● What the task asks: The entries below must be retyped in full. Keep every word the same.

(Source records)
Content starts

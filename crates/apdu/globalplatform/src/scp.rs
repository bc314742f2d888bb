//! Secure Channel Protocol variants and security levels
//!
//! The protocol family plus the GP "i" option byte fix three wrapper
//! behaviors: whether the command ICV is re-encrypted between commands,
//! and whether the C-MAC covers the modified or the original APDU header.
//! All of that is decided here, once, so the crypto path never branches on
//! the variant directly.

use std::fmt;

use crate::constants::security;

/// Secure Channel Protocol family
#[derive(Debug, Clone, Copy, PartialEq, Eq)]
pub enum ScpFamily {
    /// SCP01: full 3DES-CBC command MACs
    Scp01,
    /// SCP02: X9.19 retail command MACs, optional R-MAC
    Scp02,
}

impl ScpFamily {
    /// The protocol identifier reported by INITIALIZE UPDATE
    pub const fn id(self) -> u8 {
        match self {
            Self::Scp01 => 0x01,
            Self::Scp02 => 0x02,
        }
    }
}

/// Wrapper behavior derived from an SCP variant
#[derive(Debug, Clone, Copy, PartialEq, Eq)]
pub struct ScpFlags {
    /// Protocol family
    pub family: ScpFamily,
    /// Re-encrypt the command ICV before each MAC after the first
    pub icv_encrypt: bool,
    /// C-MAC input carries the already-modified CLA and Lc
    pub pre_mac: bool,
    /// C-MAC input carries the original APDU; CLA/Lc are modified after
    pub post_mac: bool,
}

/// An SCP variant: protocol family plus GP "i" option byte
#[allow(missing_docs)]
#[derive(Debug, Clone, Copy, PartialEq, Eq, Default)]
pub enum ScpVariant {
    /// Autonegotiate from the INITIALIZE UPDATE response
    #[default]
    Any,
    Scp01_05,
    Scp01_15,
    Scp02_04,
    Scp02_05,
    Scp02_0A,
    Scp02_0B,
    Scp02_14,
    Scp02_15,
    Scp02_1A,
    Scp02_1B,
}

impl ScpVariant {
    /// The protocol family, `None` for [`ScpVariant::Any`]
    pub const fn family(self) -> Option<ScpFamily> {
        match self {
            Self::Any => None,
            Self::Scp01_05 | Self::Scp01_15 => Some(ScpFamily::Scp01),
            _ => Some(ScpFamily::Scp02),
        }
    }

    /// The GP "i" option byte, `None` for [`ScpVariant::Any`]
    pub const fn option_byte(self) -> Option<u8> {
        match self {
            Self::Any => None,
            Self::Scp01_05 | Self::Scp02_05 => Some(0x05),
            Self::Scp01_15 | Self::Scp02_15 => Some(0x15),
            Self::Scp02_04 => Some(0x04),
            Self::Scp02_0A => Some(0x0A),
            Self::Scp02_0B => Some(0x0B),
            Self::Scp02_14 => Some(0x14),
            Self::Scp02_1A => Some(0x1A),
            Self::Scp02_1B => Some(0x1B),
        }
    }

    /// Whether this is an implicit-initiation profile (no INITIALIZE
    /// UPDATE handshake); such variants cannot be used with explicit
    /// session setup
    pub const fn is_implicit(self) -> bool {
        matches!(
            self,
            Self::Scp02_0A | Self::Scp02_0B | Self::Scp02_1A | Self::Scp02_1B
        )
    }

    /// The wrapper flags for this variant, `None` for [`ScpVariant::Any`]
    pub const fn flags(self) -> Option<ScpFlags> {
        let family = match self.family() {
            Some(family) => family,
            None => return None,
        };
        let icv_encrypt = matches!(
            self,
            Self::Scp01_15 | Self::Scp02_14 | Self::Scp02_15 | Self::Scp02_1A | Self::Scp02_1B
        );
        // SCP01 MACs the original APDU, SCP02 the modified one
        let pre_mac = matches!(family, ScpFamily::Scp02);
        Some(ScpFlags {
            family,
            icv_encrypt,
            pre_mac,
            post_mac: !pre_mac,
        })
    }

    /// Default concrete variant for a protocol id reported by the card
    pub const fn from_reported(scp: u8) -> Self {
        match scp {
            0x02 => Self::Scp02_15,
            _ => Self::Scp01_05,
        }
    }
}

impl fmt::Display for ScpVariant {
    fn fmt(&self, f: &mut fmt::Formatter<'_>) -> fmt::Result {
        match (self.family(), self.option_byte()) {
            (Some(family), Some(i)) => write!(f, "SCP{:02}({:#04x})", family.id(), i),
            _ => write!(f, "SCP(any)"),
        }
    }
}

/// Session security level: a set over {MAC, ENC, RMAC}
///
/// ENC always implies MAC; construction enforces it.
#[derive(Debug, Clone, Copy, PartialEq, Eq, Default)]
pub struct SecurityLevel {
    mac: bool,
    enc: bool,
    rmac: bool,
}

impl SecurityLevel {
    /// No protection
    pub const fn none() -> Self {
        Self {
            mac: false,
            enc: false,
            rmac: false,
        }
    }

    /// Command MACs only
    pub const fn mac() -> Self {
        Self {
            mac: true,
            enc: false,
            rmac: false,
        }
    }

    /// Command encryption (implies command MACs)
    pub const fn enc() -> Self {
        Self {
            mac: true,
            enc: true,
            rmac: false,
        }
    }

    /// Add response MACs (SCP02 only)
    pub const fn with_rmac(mut self) -> Self {
        self.rmac = true;
        self
    }

    /// Whether command MACs are enabled
    pub const fn has_mac(self) -> bool {
        self.mac
    }

    /// Whether command encryption is enabled
    pub const fn has_enc(self) -> bool {
        self.enc
    }

    /// Whether response MACs are enabled
    pub const fn has_rmac(self) -> bool {
        self.rmac
    }

    pub(crate) const fn clear_rmac(mut self) -> Self {
        self.rmac = false;
        self
    }

    /// The P1 bitfield of EXTERNAL AUTHENTICATE
    pub const fn bits(self) -> u8 {
        let mut bits = 0;
        if self.mac {
            bits |= security::MAC;
        }
        if self.enc {
            bits |= security::ENC;
        }
        if self.rmac {
            bits |= security::RMAC;
        }
        bits
    }
}

impl fmt::Display for SecurityLevel {
    fn fmt(&self, f: &mut fmt::Formatter<'_>) -> fmt::Result {
        match (self.mac, self.enc, self.rmac) {
            (false, _, false) => write!(f, "none"),
            _ => {
                let mut parts = Vec::new();
                if self.mac {
                    parts.push("MAC");
                }
                if self.enc {
                    parts.push("ENC");
                }
                if self.rmac {
                    parts.push("RMAC");
                }
                write!(f, "{}", parts.join("+"))
            }
        }
    }
}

Content ends

● Problem solution:
filename crates/apdu/globalplatform/src/scp.rs
repository bc314742f2d888bb
//! Secure Channel Protocol variants and security levels
//!
//! The protocol family plus the GP "i" option byte fix three wrapper
//! behaviors: whether the command ICV is re-encrypted between commands,
//! and whether the C-MAC covers the modified or the original APDU header.
//! All of that is decided here, once, so the crypto path never branches on
//! the variant directly.

use std::fmt;

use crate::constants::security;

/// Secure Channel Protocol family
#[derive(Debug, Clone, Copy, PartialEq, Eq)]
pub enum ScpFamily {
    /// SCP01: full 3DES-CBC command MACs
    Scp01,
    /// SCP02: X9.19 retail command MACs, optional R-MAC
    Scp02,
}

impl ScpFamily {
    /// The protocol identifier reported by INITIALIZE UPDATE
    pub const fn id(self) -> u8 {
        match self {
            Self::Scp01 => 0x01,
            Self::Scp02 => 0x02,
        }
    }
}

/// Wrapper behavior derived from an SCP variant
#[derive(Debug, Clone, Copy, PartialEq, Eq)]
pub struct ScpFlags {
    /// Protocol family
    pub family: ScpFamily,
    /// Re-encrypt the command ICV before each MAC after the first
    pub icv_encrypt: bool,
    /// C-MAC input carries the already-modified CLA and Lc
    pub pre_mac: bool,
    /// C-MAC input carries the original APDU; CLA/Lc are modified after
    pub post_mac: bool,
}

/// An SCP variant: protocol family plus GP "i" option byte
#[allow(missing_docs)]
#[derive(Debug, Clone, Copy, PartialEq, Eq, Default)]
pub enum ScpVariant {
    /// Autonegotiate from the INITIALIZE UPDATE response
    #[default]
    Any,
    Scp01_05,
    Scp01_15,
    Scp02_04,
    Scp02_05,
    Scp02_0A,
    Scp02_0B,
    Scp02_14,
    Scp02_15,
    Scp02_1A,
    Scp02_1B,
}

impl ScpVariant {
    /// The protocol family, `None` for [`ScpVariant::Any`]
    pub const fn family(self) -> Option<ScpFamily> {
        match self {
            Self::Any => None,
            Self::Scp01_05 | Self::Scp01_15 => Some(ScpFamily::Scp01),
            _ => Some(ScpFamily::Scp02),
        }
    }

    /// The GP "i" option byte, `None` for [`ScpVariant::Any`]
    pub const fn option_byte(self) -> Option<u8> {
        match self {
            Self::Any => None,
            Self::Scp01_05 | Self::Scp02_05 => Some(0x05),
            Self::Scp01_15 | Self::Scp02_15 => Some(0x15),
            Self::Scp02_04 => Some(0x04),
            Self::Scp02_0A => Some(0x0A),
            Self::Scp02_0B => Some(0x0B),
            Self::Scp02_14 => Some(0x14),
            Self::Scp02_1A => Some(0x1A),
            Self::Scp02_1B => Some(0x1B),
        }
    }

    /// Whether this is an implicit-initiation profile (no INITIALIZE
    /// UPDATE handshake); such variants cannot be used with explicit
    /// session setup
    pub const fn is_implicit(self) -> bool {
        matches!(
            self,
            Self::Scp02_0A | Self::Scp02_0B | Self::Scp02_1A | Self::Scp02_1B
        )
    }

    /// The wrapper flags for this variant, `None` for [`ScpVariant::Any`]
    pub const fn flags(self) -> Option<ScpFlags> {
        let family = match self.family() {
            Some(family) => family,
            None => return None,
        };
        let icv_encrypt = matches!(
            self,
            Self::Scp01_15 | Self::Scp02_14 | Self::Scp02_15 | Self::Scp02_1A | Self::Scp02_1B
        );
        // SCP01 MACs the original APDU, SCP02 the modified one
        let pre_mac = matches!(family, ScpFamily::Scp02);
        Some(ScpFlags {
            family,
            icv_encrypt,
            pre_mac,
            post_mac: !pre_mac,
        })
    }

    /// Default concrete variant for a protocol id reported by the card
    pub const fn from_reported(scp: u8) -> Self {
        match scp {
            0x02 => Self::Scp02_15,
            _ => Self::Scp01_05,
        }
    }
}

impl fmt::Display for ScpVariant {
    fn fmt(&self, f: &mut fmt::Formatter<'_>) -> fmt::Result {
        match (self.family(), self.option_byte()) {
            (Some(family), Some(i)) => write!(f, "SCP{:02}({:#04x})", family.id(), i),
            _ => write!(f, "SCP(any)"),
        }
    }
}

/// Session security level: a set over {MAC, ENC, RMAC}
///
/// ENC always implies MAC; construction enforces it.
#[derive(Debug, Clone, Copy, PartialEq, Eq, Default)]
pub struct SecurityLevel {
    mac: bool,
    enc: bool,
    rmac: bool,
}

impl SecurityLevel {
    /// No protection
    pub const fn none() -> Self {
        Self {
            mac: false,
            enc: false,
            rmac: false,
        }
    }

    /// Command MACs only
    pub const fn mac() -> Self {
        Self {
            mac: true,
            enc: false,
            rmac: false,
        }
    }

    /// Command encryption (implies command MACs)
    pub const fn enc() -> Self {
        Self {
            mac: true,
            enc: true,
            rmac: false,
        }
    }

    /// Add response MACs (SCP02 only)
    pub const fn with_rmac(mut self) -> Self {
        self.rmac = true;
        self
    }

    /// Whether command MACs are enabled
    pub const fn has_mac(self) -> bool {
        self.mac
    }

    /// Whether command encryption is enabled
    pub const fn has_enc(self) -> bool {
        self.enc
    }

    /// Whether response MACs are enabled
    pub const fn has_rmac(self) -> bool {
        self.rmac
    }

    pub(crate) const fn clear_rmac(mut self) -> Self {
        self.rmac = false;
        self
    }

    /// The P1 bitfield of EXTERNAL AUTHENTICATE
    pub const fn bits(self) -> u8 {
        let mut bits = 0;
        if self.mac {
            bits |= security::MAC;
        }
        if self.enc {
            bits |= security::ENC;
        }
        if self.rmac {
            bits |= security::RMAC;
        }
        bits
    }
}

impl fmt::Display for SecurityLevel {
    fn fmt(&self, f: &mut fmt::Formatter<'_>) -> fmt::Result {
        match (self.mac, self.enc, self.rmac) {
            (false, _, false) => write!(f, "none"),
            _ => {
                let mut parts = Vec::new();
                if self.mac {
                    parts.push("MAC");
                }
                if self.enc {
                    parts.push("ENC");
                }
                if self.rmac {
                    parts.push("RMAC");
                }
                write!(f, "{}", parts.join("+"))
            }
        }
    }
}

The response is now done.